"""

#[cfg(test)]
mod tests {
    use std::net::{Ipv4Addr, Ipv6Addr, SocketAddrV4, SocketAddrV6};

    use super::*;
    use crate::artifact::ArtifactDescriptor;
    use crate::job::test_support::{FakeSource, FakeTranscoder};
    use crate::job::JobTimeouts;
    use crate::verify::Availability;
    use axum::http::{header, Method, Request};
    use tempfile::{tempdir, TempDir};
    use tower::{Service, ServiceExt};

    struct TestApp {
        state: AppState,
        store: Arc<MemoryArtifactStore>,
        dir: TempDir,
    }

    impl TestApp {
        fn media_dir(&self) -> PathBuf {
            self.dir.path().join("media")
        }
    }

    fn test_app_with_verifier(verifier: Arc<dyn AvailabilityVerifier>) -> TestApp {
        let dir = tempdir().unwrap();
        let media_dir = dir.path().join("media");
        let public_dir = dir.path().join("public");
        std::fs::create_dir_all(&media_dir).unwrap();
        std::fs::create_dir_all(&public_dir).unwrap();
        std::fs::write(public_dir.join("index.html"), "<h1>vault</h1>").unwrap();

        let store = Arc::new(MemoryArtifactStore::new());
        let registry = SharedRegistry::new(store.clone());
        let runner = JobRunner::new(
            media_dir,
            Arc::new(FakeSource::default()),
            Arc::new(FakeTranscoder::default()),
            registry.clone(),
            JobTimeouts::default(),
        );
        let state = AppState::new(
            registry,
            runner,
            verifier,
            UnreachablePolicy::ResetRegistry,
            public_dir,
        );
        TestApp { state, store, dir }
    }

    struct AlwaysReachable;

    #[async_trait::async_trait]
    impl AvailabilityVerifier for AlwaysReachable {
        async fn verify(&self, _descriptor: &ArtifactDescriptor) -> Availability {
            Availability::Reachable
        }
    }

    fn test_app() -> TestApp {
        test_app_with_verifier(Arc::new(AlwaysReachable))
    }

    fn write_artifact(app: &TestApp, title: &str) {
        let folder = app.media_dir().join(title);
        std::fs::create_dir_all(&folder).unwrap();
        std::fs::write(folder.join("audio.mp3"), b"ID3fake").unwrap();
    }

    async fn send_request(router: &mut Router, request: Request<Body>) -> Response {
        router
            .as_service()
            .ready()
            .await
            .unwrap()
            .call(request)
            .await
            .unwrap()
    }

    async fn get(router: &mut Router, uri: &str) -> Response {
        let request = Request::builder().uri(uri).body(Body::empty()).unwrap();
        send_request(router, request).await
    }

    async fn body_bytes(response: Response) -> Vec<u8> {
        axum::body::to_bytes(response.into_body(), usize::MAX)
            .await
            .unwrap()
            .to_vec()
    }

    async fn body_json(response: Response) -> serde_json::Value {
        serde_json::from_slice(&body_bytes(response).await).unwrap()
    }

    #[tokio::test]
    async fn test_health_endpoint() {
        let app = test_app();
        let mut router = app_router(app.state.clone());

        let resp = get(&mut router, "/api/health").await;
        assert_eq!(resp.status(), StatusCode::OK);

        let body = body_json(resp).await;
        assert_eq!(body["status"], "ok");
        assert_eq!(body["active_sessions"], 0);
        assert_eq!(body["artifacts"], 0);
    }

    #[tokio::test]
    async fn media_route_serves_existing_file_with_mime_type() {
        let app = test_app();
        write_artifact(&app, "Song A");
        let mut router = app_router(app.state.clone());

        let resp = get(&mut router, "/audio/Song%20A/audio.mp3").await;
        assert_eq!(resp.status(), StatusCode::OK);
        assert_eq!(resp.headers()[header::CONTENT_TYPE], "audio/mpeg");
        assert_eq!(body_bytes(resp).await, b"ID3fake");
    }

    #[tokio::test]
    async fn media_route_answers_range_requests() {
        let app = test_app();
        let folder = app.media_dir().join("Song A");
        std::fs::create_dir_all(&folder).unwrap();
        let bytes: Vec<u8> = (0..1000u32).map(|i| (i % 251) as u8).collect();
        std::fs::write(folder.join("audio.mp3"), &bytes).unwrap();
        let mut router = app_router(app.state.clone());

        let request = Request::builder()
            .uri("/audio/Song%20A/audio.mp3")
            .header(header::RANGE, "bytes=0-9")
            .body(Body::empty())
            .unwrap();
        let resp = send_request(&mut router, request).await;

        assert_eq!(resp.status(), StatusCode::PARTIAL_CONTENT);
        assert_eq!(resp.headers()[header::CONTENT_RANGE], "bytes 0-9/1000");
        assert_eq!(resp.headers()[header::CONTENT_TYPE], "audio/mpeg");
        assert_eq!(body_bytes(resp).await, bytes[..10].to_vec());
    }

    #[tokio::test]
    async fn media_route_answers_head_without_body() {
        let app = test_app();
        write_artifact(&app, "Song A");
        let mut router = app_router(app.state.clone());

        let request = Request::builder()
            .method(Method::HEAD)
            .uri("/audio/Song%20A/audio.mp3")
            .body(Body::empty())
            .unwrap();
        let resp = send_request(&mut router, request).await;

        assert_eq!(resp.status(), StatusCode::OK);
        assert_eq!(resp.headers()[header::CONTENT_LENGTH], "7");
        assert!(body_bytes(resp).await.is_empty());
    }

    #[tokio::test]
    async fn media_route_returns_404_for_missing_file() {
        let app = test_app();
        let mut router = app_router(app.state.clone());

        let resp = get(&mut router, "/audio/Nope/audio.mp3").await;
        assert_eq!(resp.status(), StatusCode::NOT_FOUND);
        assert_eq!(body_json(resp).await["error"], "File not found");
    }

    #[tokio::test]
    async fn media_route_rejects_traversal_segments() {
        let app = test_app();
        std::fs::write(app.dir.path().join("secret.txt"), "top secret").unwrap();
        let mut router = app_router(app.state.clone());

        for uri in [
            "/audio/..%2F..%2Fetc/passwd",
            "/audio/../secret.txt",
            "/audio/..%5Csecret/x",
            "/audio/media/..%2Fsecret.txt",
        ] {
            let resp = get(&mut router, uri).await;
            assert_eq!(resp.status(), StatusCode::BAD_REQUEST, "{uri}");
        }
    }

    #[cfg(unix)]
    #[tokio::test]
    async fn media_route_forbids_symlinks_out_of_root() {
        let app = test_app();
        let outside = app.dir.path().join("outside");
        std::fs::create_dir_all(&outside).unwrap();
        std::fs::write(outside.join("audio.mp3"), "leak").unwrap();
        std::os::unix::fs::symlink(&outside, app.media_dir().join("escape")).unwrap();
        let mut router = app_router(app.state.clone());

        let resp = get(&mut router, "/audio/escape/audio.mp3").await;
        assert_eq!(resp.status(), StatusCode::FORBIDDEN);
    }

    #[tokio::test]
    async fn expose_and_reset_reflect_registry() {
        let app = test_app();
        let descriptor = ArtifactDescriptor::for_title("Song A").unwrap();
        app.store.save(&[descriptor.encode()]).await.unwrap();
        app.state.registry().sync_from_store().await.unwrap();
        let mut router = app_router(app.state.clone());

        let resp = get(&mut router, "/expose-db").await;
        assert_eq!(resp.status(), StatusCode::OK);
        assert_eq!(
            body_json(resp).await,
            serde_json::json!(["Song A%17/audio/Song%20A/audio.mp3"])
        );

        let resp = get(&mut router, "/reset-db").await;
        assert_eq!(resp.status(), StatusCode::OK);
        assert_eq!(body_bytes(resp).await, RESET_RESPONSE_BODY.as_bytes());
        assert_eq!(app.state.registry().len().await, 0);
        assert!(app.store.load().await.unwrap().is_empty());

        let resp = get(&mut router, "/expose-db").await;
        assert_eq!(body_json(resp).await, serde_json::json!([]));
    }

    #[tokio::test]
    async fn unknown_paths_fall_back_to_public_site() {
        let app = test_app();
        let mut router = app_router(app.state.clone());

        let resp = get(&mut router, "/").await;
        assert_eq!(resp.status(), StatusCode::OK);
        assert_eq!(body_bytes(resp).await, b"<h1>vault</h1>");

        let resp = get(&mut router, "/some/client/route").await;
        assert_eq!(body_bytes(resp).await, b"<h1>vault</h1>");
    }

    #[tokio::test]
    async fn replay_probes_artifacts_through_media_route() {
        let listener = tokio::net::TcpListener::bind("127.0.0.1:0").await.unwrap();
        let base = probe_base_url(None, listener.local_addr().unwrap()).unwrap();
        let app = test_app_with_verifier(Arc::new(HttpProbeVerifier::new(base).unwrap()));
        write_artifact(&app, "Song A");
        let kept = ArtifactDescriptor::for_title("Song A").unwrap();
        app.store.save(&[kept.encode()]).await.unwrap();

        let shutdown = CancellationToken::new();
        let server = tokio::spawn(serve(
            listener,
            app_router(app.state.clone()),
            shutdown.clone(),
        ));

        let (tx, mut rx) = mpsc::channel(8);
        let summary = ChannelSession::new(app.state.session_context(), tx)
            .run(futures_util::stream::empty())
            .await;

        assert_eq!(summary.replay.delivered, vec![kept.clone()]);
        assert_eq!(rx.recv().await, Some(OutboundMessage::delivered(&kept)));

        std::fs::remove_file(app.media_dir().join("Song A").join("audio.mp3")).unwrap();
        let (tx, mut rx) = mpsc::channel(8);
        let summary = ChannelSession::new(app.state.session_context(), tx)
            .run(futures_util::stream::empty())
            .await;

        assert!(summary.replay.registry_reset);
        assert_eq!(rx.recv().await, None);
        assert!(app.store.load().await.unwrap().is_empty());

        shutdown.cancel();
        tokio::time::timeout(std::time::Duration::from_secs(5), server)
            .await
            .unwrap()
            .unwrap()
            .unwrap();
    }

    #[test]
    fn channel_event_maps_frames() {
        assert_eq!(
            channel_event(Ok(Message::Text("{}".into()))),
            Some(ChannelEvent::Text("{}".to_string()))
        );
        assert_eq!(
            channel_event(Ok(Message::Binary(b"{}".to_vec().into()))),
            Some(ChannelEvent::Text("{}".to_string()))
        );
        assert_eq!(
            channel_event(Ok(Message::Binary(vec![0xff, 0xfe].into()))),
            Some(ChannelEvent::Text(String::new()))
        );
        assert_eq!(channel_event(Ok(Message::Close(None))), Some(ChannelEvent::Close));
        assert_eq!(channel_event(Ok(Message::Ping(Vec::new().into()))), None);
        assert_eq!(
            channel_event(Err(axum::Error::new(std::io::Error::other("reset")))),
            Some(ChannelEvent::Close)
        );
    }

    #[test]
    fn probe_base_url_prefers_configured_value() {
        let bound = SocketAddr::V4(SocketAddrV4::new(Ipv4Addr::UNSPECIFIED, 3000));
        let url = probe_base_url(Some("https://vault.example/"), bound).unwrap();
        assert_eq!(url.as_str(), "https://vault.example/");
    }

    #[test]
    fn probe_base_url_maps_unspecified_hosts_to_loopback() {
        let v4 = SocketAddr::V4(SocketAddrV4::new(Ipv4Addr::UNSPECIFIED, 3000));
        assert_eq!(
            probe_base_url(None, v4).unwrap().as_str(),
            "http://127.0.0.1:3000/"
        );

        let v6 = SocketAddr::V6(SocketAddrV6::new(Ipv6Addr::UNSPECIFIED, 8080, 0, 0));
        assert_eq!(
            probe_base_url(Some("  "), v6).unwrap().as_str(),
            "http://[::1]:8080/"
        );
    }

    #[test]
    fn probe_base_url_rejects_garbage() {
        let bound = SocketAddr::V4(SocketAddrV4::new(Ipv4Addr::LOCALHOST, 3000));
        assert!(probe_base_url(Some("not a url"), bound).is_err());
    }
}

"""

__Task directions__. What is needed is an exact copy of the lines above, from the one containing "let resp = get(&mut router, uri).await;" through the one containing "async fn expose_and_reset_reflect_registry()", with nothing added.

__Solved exercise__.
            let resp = get(&mut router, uri).await;
            assert_eq!(resp.status(), StatusCode::BAD_REQUEST, "{uri}");
        }
    }

    #[cfg(unix)]
    #[tokio::test]
    async fn media_route_forbids_symlinks_out_of_root() {
        let app = test_app();
        let outside = app.dir.path().join("outside");
        std::fs::create_dir_all(&outside).unwrap();
        std::fs::write(outside.join("audio.mp3"), "leak").unwrap();
        std::os::unix::fs::symlink(&outside, app.media_dir().join("escape")).unwrap();
        let mut router = app_router(app.state.clone());

        let resp = get(&mut router, "/audio/escape/audio.mp3").await;
        assert_eq!(resp.status(), StatusCode::FORBIDDEN);
    }

    #[tokio::test]
    async fn expose_and_reset_reflect_registry() {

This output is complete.